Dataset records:
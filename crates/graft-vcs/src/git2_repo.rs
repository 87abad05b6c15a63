use crate::diff::{ChangeStatus, CommitInfo, DiffEntry};
use crate::repo::GitRepository;
use git2::{DiffFindOptions, DiffFormat, DiffOptions, Oid, Repository};
use graft_core::error::VcsError;
use std::path::Path;
use time::OffsetDateTime;
use time::format_description::well_known::Rfc3339;

/// `git2`-backed implementation of [`GitRepository`].
#[derive(Debug, Default, Clone, Copy)]
pub struct Git2Repository;

impl Git2Repository {
    fn open_repo(repo_root: &Path) -> Result<Repository, VcsError> {
        Repository::open(repo_root).map_err(|_| VcsError::NotGitRepo {
            path: repo_root.display().to_string(),
        })
    }

    fn rev_to_oid(repo: &Repository, rev: &str) -> Result<Oid, VcsError> {
        repo.revparse_single(rev)
            .map(|obj| obj.id())
            .map_err(|e| VcsError::GitError(format!("failed to resolve revision `{rev}`: {e}")))
    }

    fn tree_diff<'r>(
        repo: &'r Repository,
        from: &str,
        to: &str,
        opts: &mut DiffOptions,
    ) -> Result<git2::Diff<'r>, VcsError> {
        let from_tree = repo
            .revparse_single(from)
            .and_then(|o| o.peel_to_commit())
            .and_then(|c| c.tree())
            .map_err(|e| VcsError::GitError(format!("failed to load tree for `{from}`: {e}")))?;
        let to_tree = repo
            .revparse_single(to)
            .and_then(|o| o.peel_to_commit())
            .and_then(|c| c.tree())
            .map_err(|e| VcsError::GitError(format!("failed to load tree for `{to}`: {e}")))?;
        repo.diff_tree_to_tree(Some(&from_tree), Some(&to_tree), Some(opts))
            .map_err(|e| VcsError::GitError(format!("failed to compute diff: {e}")))
    }
}
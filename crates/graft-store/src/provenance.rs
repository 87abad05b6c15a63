use crate::durable::DurableStore;
use graft_core::error::StoreError;
use graft_core::types::ArtifactMapping;
use serde::{Deserialize, Serialize};
use std::path::PathBuf;

/// Snapshot of an integration's artifact mappings captured at the moment
/// of the most recent successful import. The classifier consumes this as
/// the expected baseline for future diffs.
#[derive(Debug, Clone, Serialize, Deserialize)]
pub struct ProvenanceRecord {
    pub integration_id: String,
    pub commit: String,
    pub captured_at: String,
    pub artifact_mappings: Vec<ArtifactMapping>,
}

/// One JSON file per integration under the provenance directory.
#[derive(Debug, Clone)]
pub struct ProvenanceStore {
    dir: PathBuf,
    store: DurableStore,
}

impl ProvenanceStore {
    pub fn new(dir: impl Into<PathBuf>, store: DurableStore) -> Self {
        Self {
            dir: dir.into(),
            store,
        }
    }

    fn record_path(&self, integration_id: &str) -> PathBuf {
        // Integration ids can contain path-hostile characters; hash-suffix
        // a sanitized name so distinct ids never share a file.
        let sanitized: String = integration_id
            .chars()
            .map(|c| if c.is_ascii_alphanumeric() || c == '-' || c == '_' { c } else { '_' })
            .collect();
        let digest = blake3::hash(integration_id.as_bytes());
        self.dir
            .join(format!("{sanitized}-{}.json", &digest.to_hex()[..8]))
    }

    pub fn load(&self, integration_id: &str) -> Result<Option<ProvenanceRecord>, StoreError> {
        self.store.load_json(&self.record_path(integration_id))
    }

    pub fn save(&self, record: &ProvenanceRecord) -> Result<(), StoreError> {
        self.store
            .write_json(&self.record_path(&record.integration_id), record)
    }

    pub fn remove(&self, integration_id: &str) -> Result<(), StoreError> {
        let path = self.record_path(integration_id);
        if path.exists() {
            std::fs::remove_file(&path)?;
        }
        Ok(())
    }
}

Exercise:
Lines after the one containing "use time::format_description::well_known::Rfc3339;" are not wanted; repeat exactly each line above from the first up to and including it.

Response area:
filename crates/graft-vcs/src/git2_repo.rs
repository 87abad05b6c15a63
use crate::diff::{ChangeStatus, CommitInfo, DiffEntry};
use crate::repo::GitRepository;
use git2::{DiffFindOptions, DiffFormat, DiffOptions, Oid, Repository};
use graft_core::error::VcsError;
use std::path::Path;
use time::OffsetDateTime;
use time::format_description::well_known::Rfc3339;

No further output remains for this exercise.